From the data below, give the number of lines holding the word "TransportError", with nothing else added.
:: Supplied records
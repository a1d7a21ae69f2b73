//! HTTP routes

pub mod health;
pub mod internal;
pub mod logs;
pub mod metamcp;
pub mod session;
pub mod sse;
pub mod streamable_http;

use axum::{
    extract::DefaultBodyLimit,
    http::HeaderName,
    routing::{get, post, put},
    Router,
};
use tower_http::cors::{Any, CorsLayer};
use tower_http::trace::TraceLayer;

use crate::state::AppState;
use crate::transport::headers::MCP_SESSION_ID;

/// Global request body limit
const MAX_BODY_BYTES: usize = 10 * 1024 * 1024;

/// Create all routes
pub fn create_router(state: AppState) -> Router {
    // Health check routes (at root level for infrastructure monitoring)
    let health_routes = Router::new()
        .route("/health", get(health::health))
        .route("/health/live", get(health::liveness))
        .route("/health/ready", get(health::readiness));

    // Direct sessions: one backend server per client session
    let proxy_routes = Router::new()
        .route("/sse", get(sse::connect))
        .route("/message", post(sse::post_message))
        .route(
            "/mcp",
            post(streamable_http::post)
                .get(streamable_http::stream)
                .delete(streamable_http::delete),
        );

    // Namespace sessions: every active server of the namespace behind one key
    let metamcp_routes = Router::new()
        .route("/metamcp/:api_key/sse", get(metamcp::sse))
        .route("/metamcp/:api_key/message", post(metamcp::post_message))
        .route(
            "/metamcp/:api_key/mcp",
            post(metamcp::post).get(metamcp::stream).delete(metamcp::delete),
        );

    // Configuration and observability for the management service
    let internal_routes = Router::new()
        .route("/servers/:uuid", put(internal::upsert_server))
        .route("/servers/:uuid/invalidate", post(internal::invalidate_server))
        .route("/namespaces/current", get(internal::current_namespace))
        .route("/namespaces/invalidate", post(internal::invalidate_namespaces))
        .route("/namespaces/:uuid", put(internal::upsert_namespace))
        .route("/api-keys", post(internal::bind_api_key))
        .route("/pool", get(internal::pool_status))
        .route("/logs", get(logs::list).delete(logs::clear))
        .route("/logs/stream", get(logs::stream));

    let cors = CorsLayer::new()
        .allow_origin(Any)
        .allow_methods(Any)
        .allow_headers(Any)
        .expose_headers([HeaderName::from_static(MCP_SESSION_ID)]);

    Router::new()
        .merge(health_routes)
        .merge(proxy_routes)
        .merge(metamcp_routes)
        .nest("/api", internal_routes)
        .layer(DefaultBodyLimit::max(MAX_BODY_BYTES))
        .layer(cors)
        .layer(TraceLayer::new_for_http())
        .with_state(state)
}
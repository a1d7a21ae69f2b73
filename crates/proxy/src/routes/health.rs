//! Health check endpoints

use axum::{extract::State, http::StatusCode, Json};
use metamcp_shared::HealthStatus;
use serde::Serialize;

use crate::state::AppState;

#[derive(Serialize)]
#[serde(rename_all = "camelCase")]
pub struct HealthResponse {
    pub status: HealthStatus,
    pub version: String,
    pub active_connections: usize,
    pub idle_sessions: usize,
    pub metamcp_connections: usize,
    pub client_sessions: usize,
}

/// Health check endpoint
pub async fn health(State(state): State<AppState>) -> (StatusCode, Json<HealthResponse>) {
    let pool = state.pool.status();
    let metamcp = state.metamcp.status();

    let (overall_status, status) = if pool.shutting_down {
        (StatusCode::SERVICE_UNAVAILABLE, HealthStatus::Degraded)
    } else {
        (StatusCode::OK, HealthStatus::Ok)
    };

    (
        overall_status,
        Json(HealthResponse {
            status,
            version: env!("CARGO_PKG_VERSION").to_string(),
            active_connections: pool.active_connections,
            idle_sessions: pool.idle_sessions + metamcp.idle_sessions,
            metamcp_connections: metamcp.connections,
            client_sessions: state.sessions.len(),
        }),
    )
}

/// Liveness probe (just returns 200 if the server is running)
pub async fn liveness() -> StatusCode {
    StatusCode::OK
}

/// Readiness probe (refuses traffic once shutdown has begun)
pub async fn readiness(State(state): State<AppState>) -> StatusCode {
    if state.pool.is_shutting_down() {
        StatusCode::SERVICE_UNAVAILABLE
    } else {
        StatusCode::OK
    }
}
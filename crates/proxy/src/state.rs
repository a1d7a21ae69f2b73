//! Application state

use std::sync::Arc;

use metamcp_shared::ConfigRepository;

use crate::config::{AggregatorMode, Config};
use crate::logs::ServerLogStore;
use crate::mcp::TransportResult;
use crate::metamcp::{InProcessAggregatorConnector, MetaMcpPool};
use crate::pool::{ConnectionPool, PoolSettings};
use crate::routes::session::SessionRegistry;
use crate::transport::{FactorySettings, NamespaceConnector, TransportConnector, TransportFactory};

/// Shared application state
#[derive(Clone)]
pub struct AppState {
    /// Application configuration
    pub config: Arc<Config>,
    /// Server, namespace and API key configuration
    pub repository: Arc<dyn ConfigRepository>,
    /// Direct backend connections keyed by client session
    pub pool: ConnectionPool,
    /// Aggregated namespace connections keyed by API key and session
    pub metamcp: MetaMcpPool,
    /// Live client sessions of the HTTP front end
    pub sessions: SessionRegistry,
    /// Per-server log events
    pub logs: ServerLogStore,
}

impl AppState {
    /// Create new application state
    pub fn new(
        config: Config,
        repository: Arc<dyn ConfigRepository>,
        logs: ServerLogStore,
    ) -> TransportResult<Self> {
        let factory = TransportFactory::new(FactorySettings::from_config(&config), logs.clone())?;
        let connector: Arc<dyn TransportConnector> = Arc::new(factory.clone());

        let namespaces: Arc<dyn NamespaceConnector> = match config.aggregator_mode {
            AggregatorMode::Process => Arc::new(factory),
            AggregatorMode::InProcess => Arc::new(InProcessAggregatorConnector::new(
                repository.clone(),
                connector.clone(),
                logs.clone(),
                config.request_timeout,
            )),
        };

        Ok(Self::with_connectors(config, repository, connector, namespaces, logs))
    }

    /// Build state around explicit backend connectors
    pub fn with_connectors(
        config: Config,
        repository: Arc<dyn ConfigRepository>,
        connector: Arc<dyn TransportConnector>,
        namespaces: Arc<dyn NamespaceConnector>,
        logs: ServerLogStore,
    ) -> Self {
        let pool = ConnectionPool::new(
            connector,
            PoolSettings {
                idle_timeout: config.session_idle_timeout,
                rewarm: config.idle_rewarm,
            },
        );
        let metamcp = MetaMcpPool::new(repository.clone(), namespaces, config.idle_rewarm);

        Self {
            config: Arc::new(config),
            repository,
            pool,
            metamcp,
            sessions: SessionRegistry::new(),
            logs,
        }
    }

    /// Close every client session and pool entry
    pub async fn shutdown(&self) {
        self.pool.shutdown().await;
        self.metamcp.shutdown().await;
    }
}
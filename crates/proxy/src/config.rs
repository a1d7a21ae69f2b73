//! Application configuration

use std::collections::BTreeMap;
use std::env;
use std::path::PathBuf;
use std::str::FromStr;
use std::time::Duration;

/// How aggregated namespace servers are run
#[derive(Debug, Clone, Copy, PartialEq, Eq)]
pub enum AggregatorMode {
    /// Child process running the `aggregate` subcommand
    Process,
    /// Task inside the proxy, wired up with in-memory channels
    InProcess,
}

impl FromStr for AggregatorMode {
    type Err = ConfigError;

    fn from_str(s: &str) -> Result<Self, Self::Err> {
        match s.trim().to_ascii_lowercase().as_str() {
            "process" => Ok(AggregatorMode::Process),
            "in_process" | "in-process" => Ok(AggregatorMode::InProcess),
            other => Err(ConfigError::Invalid(
                "METAMCP_AGGREGATOR_MODE",
                format!("expected 'process' or 'in_process', got '{}'", other),
            )),
        }
    }
}

/// Application configuration loaded from environment variables
#[derive(Debug, Clone)]
pub struct Config {
    // Server
    pub bind_address: String,
    pub public_url: String,

    // Containerized host
    pub transform_localhost_to_docker_internal: bool,
    pub docker_host_alias: String,

    // Spawned processes
    pub default_env: BTreeMap<String, String>,
    pub spawn_timeout: Duration,
    pub close_grace: Duration,

    // Network transports
    pub connect_timeout: Duration,
    pub request_timeout: Duration,

    // Pools
    pub session_idle_timeout: Duration,
    pub idle_rewarm: bool,

    // Namespaces
    pub config_path: Option<PathBuf>,
    pub aggregator_mode: AggregatorMode,
    pub aggregator_command: Option<PathBuf>,
}

impl Config {
    /// Load configuration from environment variables
    pub fn from_env() -> Result<Self, ConfigError> {
        Ok(Self {
            // Server
            bind_address: env::var("BIND_ADDRESS").unwrap_or_else(|_| "0.0.0.0:12009".to_string()),
            public_url: env::var("PUBLIC_URL")
                .unwrap_or_else(|_| "http://localhost:12009".to_string()),

            // Containerized host
            transform_localhost_to_docker_internal: env::var(
                "TRANSFORM_LOCALHOST_TO_DOCKER_INTERNAL",
            )
            .unwrap_or_else(|_| "false".to_string())
            .parse()
            .unwrap_or(false),
            docker_host_alias: env::var("DOCKER_HOST_ALIAS")
                .unwrap_or_else(|_| "host.docker.internal".to_string()),

            // Spawned processes
            default_env: match env::var("MCP_DEFAULT_ENV") {
                Ok(raw) if !raw.trim().is_empty() => serde_json::from_str(&raw)
                    .map_err(|e| ConfigError::Invalid("MCP_DEFAULT_ENV", e.to_string()))?,
                _ => BTreeMap::new(),
            },
            spawn_timeout: Duration::from_millis(
                env::var("MCP_SPAWN_TIMEOUT_MS")
                    .unwrap_or_else(|_| "10000".to_string())
                    .parse()
                    .unwrap_or(10000),
            ),
            close_grace: Duration::from_millis(
                env::var("MCP_CLOSE_GRACE_MS")
                    .unwrap_or_else(|_| "2000".to_string())
                    .parse()
                    .unwrap_or(2000),
            ),

            // Network transports
            connect_timeout: Duration::from_millis(
                env::var("MCP_CONNECT_TIMEOUT_MS")
                    .unwrap_or_else(|_| "10000".to_string())
                    .parse()
                    .unwrap_or(10000),
            ),
            request_timeout: Duration::from_millis(
                env::var("MCP_REQUEST_TIMEOUT_MS")
                    .unwrap_or_else(|_| "30000".to_string())
                    .parse()
                    .unwrap_or(30000),
            ),

            // Pools
            session_idle_timeout: Duration::from_secs(
                env::var("MCP_SESSION_IDLE_TIMEOUT_SECS")
                    .unwrap_or_else(|_| "1800".to_string()) // 30 minutes
                    .parse()
                    .unwrap_or(1800),
            ),
            idle_rewarm: env::var("MCP_IDLE_REWARM")
                .unwrap_or_else(|_| "true".to_string())
                .parse()
                .unwrap_or(true),

            // Namespaces
            config_path: env::var("METAMCP_CONFIG_PATH").ok().map(PathBuf::from),
            aggregator_mode: env::var("METAMCP_AGGREGATOR_MODE")
                .unwrap_or_else(|_| "process".to_string())
                .parse()?,
            aggregator_command: env::var("METAMCP_AGGREGATOR_COMMAND")
                .ok()
                .filter(|command| !command.trim().is_empty())
                .map(PathBuf::from),
        })
    }
}

impl Default for Config {
    fn default() -> Self {
        Self {
            bind_address: "0.0.0.0:12009".to_string(),
            public_url: "http://localhost:12009".to_string(),
            transform_localhost_to_docker_internal: false,
            docker_host_alias: "host.docker.internal".to_string(),
            default_env: BTreeMap::new(),
            spawn_timeout: Duration::from_millis(10000),
            close_grace: Duration::from_millis(2000),
            connect_timeout: Duration::from_millis(10000),
            request_timeout: Duration::from_millis(30000),
            session_idle_timeout: Duration::from_secs(1800),
            idle_rewarm: true,
            config_path: None,
            aggregator_mode: AggregatorMode::Process,
            aggregator_command: None,
        }
    }
}

#[derive(Debug, thiserror::Error)]
pub enum ConfigError {
    #[error("Missing required environment variable: {0}")]
    Missing(&'static str),
    #[error("Invalid value for {0}: {1}")]
    Invalid(&'static str, String),
}
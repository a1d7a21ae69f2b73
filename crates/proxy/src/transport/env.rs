//! Environment for spawned MCP server processes

use std::collections::BTreeMap;

/// Variables a spawned server inherits from the proxy on Unix
pub const UNIX_INHERITED_VARS: &[&str] = &["HOME", "LOGNAME", "PATH", "SHELL", "TERM", "USER"];

/// Variables a spawned server inherits from the proxy on Windows
pub const WINDOWS_INHERITED_VARS: &[&str] = &[
    "APPDATA",
    "HOMEDRIVE",
    "HOMEPATH",
    "LOCALAPPDATA",
    "PATH",
    "PROCESSOR_ARCHITECTURE",
    "SYSTEMDRIVE",
    "SYSTEMROOT",
    "TEMP",
    "USERNAME",
    "USERPROFILE",
];

/// Safe subset of the proxy's own environment
pub fn default_inherited_env() -> BTreeMap<String, String> {
    let names = if cfg!(windows) {
        WINDOWS_INHERITED_VARS
    } else {
        UNIX_INHERITED_VARS
    };
    inherited_from(names, |name| std::env::var(name).ok())
}

fn inherited_from(
    names: &[&str],
    lookup: impl Fn(&str) -> Option<String>,
) -> BTreeMap<String, String> {
    names
        .iter()
        .filter_map(|name| {
            let value = lookup(name)?;
            // Exported shell functions are not plain values
            if value.starts_with("()") {
                return None;
            }
            Some((name.to_string(), value))
        })
        .collect()
}

/// Merge environment layers; later layers win on key collisions
pub fn merge_env<'a>(
    layers: impl IntoIterator<Item = &'a BTreeMap<String, String>>,
) -> BTreeMap<String, String> {
    let mut merged = BTreeMap::new();
    for layer in layers {
        merged.extend(layer.iter().map(|(k, v)| (k.clone(), v.clone())));
    }
    merged
}

#[cfg(test)]
mod tests {
    use super::*;

    fn map(pairs: &[(&str, &str)]) -> BTreeMap<String, String> {
        pairs
            .iter()
            .map(|(k, v)| (k.to_string(), v.to_string()))
            .collect()
    }

    #[test]
    fn test_merge_later_layers_win() {
        let inherited = map(&[("PATH", "/usr/bin"), ("HOME", "/home/proxy")]);
        let defaults = map(&[("NODE_ENV", "production"), ("PATH", "/opt/bin")]);
        let overrides = map(&[("PATH", "/custom"), ("API_TOKEN", "t")]);

        let merged = merge_env([&inherited, &defaults, &overrides]);

        assert_eq!(merged["PATH"], "/custom");
        assert_eq!(merged["HOME"], "/home/proxy");
        assert_eq!(merged["NODE_ENV"], "production");
        assert_eq!(merged["API_TOKEN"], "t");
        assert_eq!(merged.len(), 4);
    }

    #[test]
    fn test_inherited_skips_missing_and_functions() {
        let env = inherited_from(&["PATH", "SHELL", "TERM"], |name| match name {
            "PATH" => Some("/usr/bin".to_string()),
            "SHELL" => Some("() { echo hi; }".to_string()),
            _ => None,
        });

        assert_eq!(env, map(&[("PATH", "/usr/bin")]));
    }

    #[test]
    fn test_default_inherited_env_is_allow_listed() {
        let env = default_inherited_env();
        let allowed: &[&str] = if cfg!(windows) {
            WINDOWS_INHERITED_VARS
        } else {
            UNIX_INHERITED_VARS
        };
        assert!(env.keys().all(|key| allowed.contains(&key.as_str())));
    }
}
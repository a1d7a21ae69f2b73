//! In-process fake MCP servers for pool, aggregator and route tests

use std::collections::HashSet;
use std::sync::atomic::{AtomicUsize, Ordering};
use std::sync::Arc;
use std::time::Duration;

use async_trait::async_trait;
use serde_json::{json, Value};

use crate::mcp::types::*;
use crate::mcp::{TransportError, TransportResult};
use crate::transport::{ChannelTransport, Transport, TransportConnector, TransportRequest};

/// Spawn a fake MCP server named `name` exposing `tools`.
///
/// Returns the client end. `prompts/list` is answered with method-not-found
/// so aggregation of partially capable servers can be exercised.
pub fn fake_mcp_server(name: &str, tools: &[&str]) -> Arc<ChannelTransport> {
    fake_mcp_server_ignoring(name, tools, HashSet::new())
}

/// Like [`fake_mcp_server`], but requests for `unanswered` methods never get
/// a reply. A `tools/call` carrying `_meta.progressToken` reports progress
/// before replying.
pub fn fake_mcp_server_ignoring(
    name: &str,
    tools: &[&str],
    unanswered: HashSet<String>,
) -> Arc<ChannelTransport> {
    let (client_end, server_end) = ChannelTransport::pair();
    let name = name.to_string();
    let tools: Vec<String> = tools.iter().map(|t| t.to_string()).collect();

    tokio::spawn(async move {
        while let Some(message) = server_end.recv().await {
            if MessageKind::of(&message) != MessageKind::Request {
                continue;
            }
            let id = JsonRpcId::from_message(&message);
            let method = method_of(&message).unwrap_or("").to_string();
            let params = message.get("params").cloned().unwrap_or(Value::Null);
            if unanswered.contains(&method) {
                continue;
            }

            if let Some(token) = params.pointer("/_meta/progressToken") {
                let progress = json!({
                    "jsonrpc": "2.0",
                    "method": "notifications/progress",
                    "params": {"progressToken": token, "progress": 1, "total": 1}
                });
                if server_end.send(progress).await.is_err() {
                    break;
                }
            }

            let reply = match method.as_str() {
                "initialize" => JsonRpcResponse::success(
                    id,
                    json!({
                        "protocolVersion": PROTOCOL_VERSION,
                        "capabilities": {"tools": {}, "resources": {}},
                        "serverInfo": {"name": name, "version": "0.0.1"}
                    }),
                ),
                "ping" => JsonRpcResponse::success(id, json!({})),
                "tools/list" => {
                    let listed: Vec<Value> = tools
                        .iter()
                        .map(|tool| json!({"name": tool, "inputSchema": {"type": "object"}}))
                        .collect();
                    JsonRpcResponse::success(id, json!({ "tools": listed }))
                }
                "tools/call" => {
                    let tool = params["name"].as_str().unwrap_or("");
                    if tools.iter().any(|t| t == tool) {
                        JsonRpcResponse::success(
                            id,
                            json!({
                                "content": [{"type": "text", "text": format!("{}:{}", name, tool)}],
                                "arguments": params.get("arguments").cloned().unwrap_or(Value::Null)
                            }),
                        )
                    } else {
                        JsonRpcResponse::error(
                            id,
                            JsonRpcError::invalid_params(format!("no tool {}", tool)),
                        )
                    }
                }
                "resources/list" => JsonRpcResponse::success(
                    id,
                    json!({"resources": [{"uri": format!("{}://doc", name), "name": "doc"}]}),
                ),
                "resources/read" => JsonRpcResponse::success(
                    id,
                    json!({"contents": [{"uri": params["uri"], "text": format!("read by {}", name)}]}),
                ),
                other => JsonRpcResponse::error(id, JsonRpcError::method_not_found(other)),
            };

            if server_end.send(reply.into_value()).await.is_err() {
                break;
            }
        }
    });

    client_end
}

/// Connector handing out fake servers and counting how often it was asked
#[derive(Default)]
pub struct FakeConnector {
    pub connects: AtomicUsize,
    pub failing: HashSet<String>,
    pub tools: Vec<String>,
    pub delay: Option<Duration>,
    /// Methods the fake servers never answer
    pub unanswered: HashSet<String>,
    /// Connects left that time out before the first success
    pub timeouts_left: AtomicUsize,
}

impl FakeConnector {
    pub fn with_tools(tools: &[&str]) -> Self {
        Self {
            tools: tools.iter().map(|t| t.to_string()).collect(),
            ..Default::default()
        }
    }

    pub fn failing(mut self, server_name: &str) -> Self {
        self.failing.insert(server_name.to_string());
        self
    }

    pub fn unanswered(mut self, method: &str) -> Self {
        self.unanswered.insert(method.to_string());
        self
    }

    pub fn timing_out(self, attempts: usize) -> Self {
        self.timeouts_left.store(attempts, Ordering::SeqCst);
        self
    }

    pub fn connect_count(&self) -> usize {
        self.connects.load(Ordering::SeqCst)
    }
}

#[async_trait]
impl TransportConnector for FakeConnector {
    async fn connect(&self, request: &TransportRequest) -> TransportResult<Arc<dyn Transport>> {
        self.connects.fetch_add(1, Ordering::SeqCst);
        if let Some(delay) = self.delay {
            tokio::time::sleep(delay).await;
        }
        let timed_out = self
            .timeouts_left
            .fetch_update(Ordering::SeqCst, Ordering::SeqCst, |left| left.checked_sub(1))
            .is_ok();
        if timed_out {
            return Err(TransportError::Timeout {
                operation: "connecting to fake server",
                after: Duration::from_millis(10),
            });
        }
        if self.failing.contains(&request.server_name) {
            return Err(TransportError::ConnectionSetup(format!(
                "{} refused connection",
                request.server_name
            )));
        }
        let tools: Vec<&str> = self.tools.iter().map(String::as_str).collect();
        Ok(fake_mcp_server_ignoring(
            &request.server_name,
            &tools,
            self.unanswered.clone(),
        ))
    }
}
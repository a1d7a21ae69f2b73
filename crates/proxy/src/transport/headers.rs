//! Inbound header passthrough
//!
//! Each network transport kind forwards a fixed allow-list of headers from
//! the client request to the backend. Headers the client did not send are
//! left out entirely.

use std::fmt;

use reqwest::header::{HeaderMap, HeaderName, HeaderValue, AUTHORIZATION};

pub const MCP_SESSION_ID: &str = "mcp-session-id";
pub const LAST_EVENT_ID: &str = "last-event-id";

/// Headers forwarded to legacy SSE backends
#[derive(Clone, Default, PartialEq, Eq)]
pub struct SseHeaders {
    pub authorization: Option<HeaderValue>,
}

impl SseHeaders {
    pub const ALLOW_LIST: &'static [&'static str] = &["authorization"];

    pub fn from_inbound(inbound: &HeaderMap) -> Self {
        let mut headers = Self::default();
        for name in Self::ALLOW_LIST {
            if let Some(value) = inbound.get(*name) {
                if *name == "authorization" {
                    headers.authorization = Some(value.clone());
                }
            }
        }
        headers
    }

    pub fn to_header_map(&self) -> HeaderMap {
        let mut map = HeaderMap::new();
        if let Some(value) = &self.authorization {
            map.insert(AUTHORIZATION, value.clone());
        }
        map
    }
}

/// Headers forwarded to streamable-HTTP backends
#[derive(Clone, Default, PartialEq, Eq)]
pub struct StreamableHttpHeaders {
    pub authorization: Option<HeaderValue>,
    pub mcp_session_id: Option<HeaderValue>,
    pub last_event_id: Option<HeaderValue>,
}

impl StreamableHttpHeaders {
    pub const ALLOW_LIST: &'static [&'static str] =
        &["authorization", MCP_SESSION_ID, LAST_EVENT_ID];

    pub fn from_inbound(inbound: &HeaderMap) -> Self {
        let mut headers = Self::default();
        for name in Self::ALLOW_LIST {
            let Some(value) = inbound.get(*name) else {
                continue;
            };
            match *name {
                "authorization" => headers.authorization = Some(value.clone()),
                MCP_SESSION_ID => headers.mcp_session_id = Some(value.clone()),
                LAST_EVENT_ID => headers.last_event_id = Some(value.clone()),
                _ => {}
            }
        }
        headers
    }

    pub fn to_header_map(&self) -> HeaderMap {
        let mut map = HeaderMap::new();
        if let Some(value) = &self.authorization {
            map.insert(AUTHORIZATION, value.clone());
        }
        if let Some(value) = &self.mcp_session_id {
            map.insert(HeaderName::from_static(MCP_SESSION_ID), value.clone());
        }
        if let Some(value) = &self.last_event_id {
            map.insert(HeaderName::from_static(LAST_EVENT_ID), value.clone());
        }
        map
    }
}

/// `Bearer <token>` header value, or `None` if the token is not a valid header value
pub fn bearer_value(token: &str) -> Option<HeaderValue> {
    let mut value = HeaderValue::from_str(&format!("Bearer {}", token)).ok()?;
    value.set_sensitive(true);
    Some(value)
}

/// Names of the present headers only; values are never rendered
fn present<'a>(fields: &[(&'a str, bool)]) -> Vec<&'a str> {
    fields
        .iter()
        .filter(|(_, present)| *present)
        .map(|(name, _)| *name)
        .collect()
}

impl fmt::Debug for SseHeaders {
    fn fmt(&self, f: &mut fmt::Formatter<'_>) -> fmt::Result {
        f.debug_struct("SseHeaders")
            .field(
                "present",
                &present(&[("authorization", self.authorization.is_some())]),
            )
            .finish()
    }
}

impl fmt::Debug for StreamableHttpHeaders {
    fn fmt(&self, f: &mut fmt::Formatter<'_>) -> fmt::Result {
        f.debug_struct("StreamableHttpHeaders")
            .field(
                "present",
                &present(&[
                    ("authorization", self.authorization.is_some()),
                    (MCP_SESSION_ID, self.mcp_session_id.is_some()),
                    (LAST_EVENT_ID, self.last_event_id.is_some()),
                ]),
            )
            .finish()
    }
}

#[cfg(test)]
#[allow(clippy::unwrap_used)]
mod tests {
    use super::*;

    fn inbound(pairs: &[(&'static str, &'static str)]) -> HeaderMap {
        let mut map = HeaderMap::new();
        for (name, value) in pairs {
            map.insert(*name, HeaderValue::from_static(*value));
        }
        map
    }

    #[test]
    fn test_sse_forwards_only_authorization() {
        let headers = SseHeaders::from_inbound(&inbound(&[
            ("authorization", "Bearer client"),
            ("mcp-session-id", "abc"),
            ("cookie", "secret"),
        ]));

        let map = headers.to_header_map();
        assert_eq!(map.len(), 1);
        assert_eq!(map.get(AUTHORIZATION).unwrap(), "Bearer client");
    }

    #[test]
    fn test_streamable_http_forwards_allow_list() {
        let headers = StreamableHttpHeaders::from_inbound(&inbound(&[
            ("authorization", "Bearer client"),
            ("mcp-session-id", "abc"),
            ("last-event-id", "42"),
            ("x-forwarded-for", "10.0.0.1"),
        ]));

        let map = headers.to_header_map();
        assert_eq!(map.len(), 3);
        assert_eq!(map.get(MCP_SESSION_ID).unwrap(), "abc");
        assert_eq!(map.get(LAST_EVENT_ID).unwrap(), "42");
        assert!(map.get("x-forwarded-for").is_none());
    }

    #[test]
    fn test_absent_headers_are_omitted() {
        let headers = StreamableHttpHeaders::from_inbound(&inbound(&[("mcp-session-id", "abc")]));

        let map = headers.to_header_map();
        assert_eq!(map.len(), 1);
        assert!(!map.contains_key(AUTHORIZATION));
        assert!(!map.contains_key(LAST_EVENT_ID));
    }

    #[test]
    fn test_debug_never_renders_values() {
        let headers = SseHeaders::from_inbound(&inbound(&[("authorization", "Bearer top-secret")]));
        let rendered = format!("{:?}", headers);
        assert!(rendered.contains("authorization"));
        assert!(!rendered.contains("top-secret"));
    }

    #[test]
    fn test_bearer_value() {
        assert_eq!(bearer_value("tok").unwrap(), "Bearer tok");
        assert!(bearer_value("bad\ntoken").is_none());
    }
}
::::
• Output of the exercise: 3